[Dataset entries]

---

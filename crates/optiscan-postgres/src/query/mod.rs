//! Database query repositories.
//!
//! Repository traits provide the high-level operations the gateway and
//! worker need, implemented against [`PgClient`].
//!
//! [`PgClient`]: crate::PgClient

pub mod document;
pub mod document_text;

pub use document::DocumentRepository;
pub use document_text::{DocumentTextRepository, TextAttachOutcome};
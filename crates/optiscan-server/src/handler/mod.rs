//! All `axum::`[`Router`]s with related `axum::`[`Handler`]s.
//!
//! [`Router`]: axum::routing::Router
//! [`Handler`]: axum::handler::Handler

mod documents;
mod error;
mod monitors;
pub mod request;
pub mod response;
mod tasks;

use axum::Router;
use axum::extract::DefaultBodyLimit;
use axum::response::{IntoResponse, Response};
use tower_http::limit::RequestBodyLimitLayer;

pub use crate::handler::error::{Error, ErrorKind, Result};
use crate::service::ServiceState;

/// Upper bound on request body size.
///
/// Uploads arrive base64-encoded, which inflates the raw bytes by a third,
/// so the cap is set well above the largest expected scan.
const MAX_BODY_BYTES: usize = 32 * 1024 * 1024;

#[inline]
async fn fallback() -> Response {
    ErrorKind::NotFound.into_response()
}

/// Returns a [`Router`] with all gateway routes.
///
/// The body limit replaces axum's 2 MB default, which is too small for
/// base64 document uploads.
pub fn routes() -> Router<ServiceState> {
    Router::new()
        .merge(documents::routes())
        .merge(tasks::routes())
        .merge(monitors::routes())
        .fallback(fallback)
        .layer(DefaultBodyLimit::disable())
        .layer(RequestBodyLimitLayer::new(MAX_BODY_BYTES))
}

#[cfg(test)]
mod test {
    use axum::Router;
    use axum::http::StatusCode;
    use axum::routing::post;
    use axum_test::TestServer;

    use super::*;

    #[tokio::test]
    async fn unknown_routes_return_not_found() -> anyhow::Result<()> {
        let app: Router = Router::new().fallback(fallback);
        let server = TestServer::new(app)?;

        let response = server.get("/nope").await;
        response.assert_status_not_found();

        let body: serde_json::Value = response.json();
        assert_eq!(body["name"], "not_found");
        Ok(())
    }

    async fn echo_len(body: String) -> String {
        body.len().to_string()
    }

    #[tokio::test]
    async fn oversized_bodies_are_rejected() -> anyhow::Result<()> {
        let app: Router = Router::new()
            .route("/documents", post(echo_len))
            .layer(DefaultBodyLimit::disable())
            .layer(RequestBodyLimitLayer::new(MAX_BODY_BYTES));
        let server = TestServer::new(app)?;

        let response = server
            .post("/documents")
            .text("x".repeat(MAX_BODY_BYTES + 1))
            .await;
        response.assert_status(StatusCode::PAYLOAD_TOO_LARGE);

        let response = server.post("/documents").text("small").await;
        response.assert_status_ok();
        Ok(())
    }
}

---

=== Task to carry out ===
Read the entries and show each line that mentions "Result".

=== Solution to this problem ===
pub use crate::handler::error::{Error, ErrorKind, Result};
    async fn unknown_routes_return_not_found() -> anyhow::Result<()> {
    async fn oversized_bodies_are_rejected() -> anyhow::Result<()> {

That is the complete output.